Research Paper Volume 10, Issue 6 pp 1206—1222
The correlation of copy number variations with longevity in a genome-wide association study of Han Chinese
- 1 BGI Shenzhen, Shenzhen 518083, China
- 2 Center for the Study of Aging and Human Development and Geriatrics Division, Medical School of Duke University, Durham NC 27710, USA
- 3 The First Affiliated Hospital, Institute of Translational Medicine, School of Medicine, Zhejiang University, Hangzhou 310058, China
- 4 Center for Healthy Aging and Development Studies, Raissun Institute for Advanced Studies, National School of Development, Peking University, Beijing 10080, China
- 5 Business School of Xiangtan University, Xiangtan 411105, China
- 6 The Danish Aging Research Center, Epidemiology, Biostatistics and Biodemography, Department of Public Health, University of Southern Denmark, Odense C 5000, Denmark
- 7 State Key Laboratory of Genetics Engineering and MOE Key Laboratory of Contemporary Anthropology, School of Life Sciences, Fudan University, Shanghai 200433, China
- 8 Department of Biomedicine, Aarhus University, Aarhus 8000, Denmark
- 9 Department of Neurology, Medical Center, Duke University, Durham, NC 27704, USA
- 10 School of Life Sciences, Peking University, Beijing 100080, China
- 11 Department of Human Population Genetics, Human Aging Research Institute and School of Life Science Nanchang University, Nanchang 330000, China
- 12 James D. Watson Institute of Genome Sciences, Hangzhou 310058, China
- 13 BGI Education Center, University of Chinese Academy of Sciences, Shenzhen 518083, China
- 14 College of Medicine, University of Arkansas for Medical Sciences, Little Rock, AR 72205, USA
- 15 School of Bioscience and Bioengineering, South China University of Technology, Guangzhou, China
Received: January 13, 2018 Accepted: May 30, 2018 Published: June 5, 2018
https://doi.org/10.18632/aging.101461How to Cite
Abstract
Copy number variations (CNVs) have been shown to cause numerous diseases, however, their roles in human lifespan remain elusive. In this study, we investigate the association of CNVs with longevity by comparing the Han Chinese genomes of long-lived individuals from 90 to 117 years of age and the middle-aged from 30 to 65. Our data demonstrate that the numbers of CNVs, especially deletions, increase significantly in a direct correlation with longevity.
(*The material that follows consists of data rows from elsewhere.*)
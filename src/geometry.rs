//! Planar geometry: integer bounding boxes, points and polygons.

mod bbox;
mod polygon;

pub use bbox::{BBox, iou_batch, reference_point};
pub use polygon::{Point, Polygon, point_in_polygon};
We identify eleven CNVs that strongly associate with longevity; four of them locate in the chromosome bands, 7p11.2, 20q13.33, 19p12 and 8p23.3 and overlap partially with the CNVs identified in long-lived Danish or U.S. populations, while the other seven have not been reported previously. These CNV regions encode nineteen known genes, and some of which have been shown to affect aging-related phenotypes such as the shortening of telomere length (ZNF208), the risk of cancer (FOXA1, LAMA5, ZNF716), and vascular and immune-related diseases (ARHGEF10, TOR2A, SH2D3C). In addition, we found several pathways enriched in long-lived genomes, including FOXA1 and FOXA transcription factor networks involved in regulating aging or age-dependent diseases such as cancer. Thus, our study has identified longevity-associated CNV regions and their affected genes and pathways. Our results suggest that the human genome structures such as CNVs might play an important role in determining a long life in human.